● Task to complete: Print every line below without adding or leaving out a single word.

● Given data:
"""

//! Terminal vs plain-text detection

use std::io::IsTerminal;

/// Variables set by the CI systems builds usually run under
const CI_VARS: [&str; 6] = ["CI", "GITHUB_ACTIONS", "GITLAB_CI", "BUILDKITE", "JENKINS_URL", "TF_BUILD"];

/// Whether output uses spinners and boxes or plain prefixed lines
#[derive(Debug, Clone)]
pub struct UiContext {
    fancy: bool,
}

impl UiContext {
    /// Fancy output only on a terminal outside CI
    pub fn detect() -> Self {
        let ci = CI_VARS.iter().any(|var| std::env::var_os(var).is_some());
        Self::from_terminal(std::io::stdout().is_terminal(), ci)
    }

    pub fn non_interactive() -> Self {
        Self { fancy: false }
    }

    fn from_terminal(is_terminal: bool, ci: bool) -> Self {
        Self {
            fancy: is_terminal && !ci,
        }
    }

    pub fn use_fancy_output(&self) -> bool {
        self.fancy
    }
}

#[cfg(test)]
mod tests {
    use super::*;

    #[test]
    fn ci_forces_plain_output() {
        assert!(UiContext::from_terminal(true, false).use_fancy_output());
        assert!(!UiContext::from_terminal(true, true).use_fancy_output());
        assert!(!UiContext::from_terminal(false, false).use_fancy_output());
        assert!(!UiContext::non_interactive().use_fancy_output());
    }
}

"""

● Answer for the task:
//! Terminal vs plain-text detection

use std::io::IsTerminal;

/// Variables set by the CI systems builds usually run under
const CI_VARS: [&str; 6] = ["CI", "GITHUB_ACTIONS", "GITLAB_CI", "BUILDKITE", "JENKINS_URL", "TF_BUILD"];

/// Whether output uses spinners and boxes or plain prefixed lines
#[derive(Debug, Clone)]
pub struct UiContext {
    fancy: bool,
}

impl UiContext {
    /// Fancy output only on a terminal outside CI
    pub fn detect() -> Self {
        let ci = CI_VARS.iter().any(|var| std::env::var_os(var).is_some());
        Self::from_terminal(std::io::stdout().is_terminal(), ci)
    }

    pub fn non_interactive() -> Self {
        Self { fancy: false }
    }

    fn from_terminal(is_terminal: bool, ci: bool) -> Self {
        Self {
            fancy: is_terminal && !ci,
        }
    }

    pub fn use_fancy_output(&self) -> bool {
        self.fancy
    }
}

#[cfg(test)]
mod tests {
    use super::*;

    #[test]
    fn ci_forces_plain_output() {
        assert!(UiContext::from_terminal(true, false).use_fancy_output());
        assert!(!UiContext::from_terminal(true, true).use_fancy_output());
        assert!(!UiContext::from_terminal(false, false).use_fancy_output());
        assert!(!UiContext::non_interactive().use_fancy_output());
    }
}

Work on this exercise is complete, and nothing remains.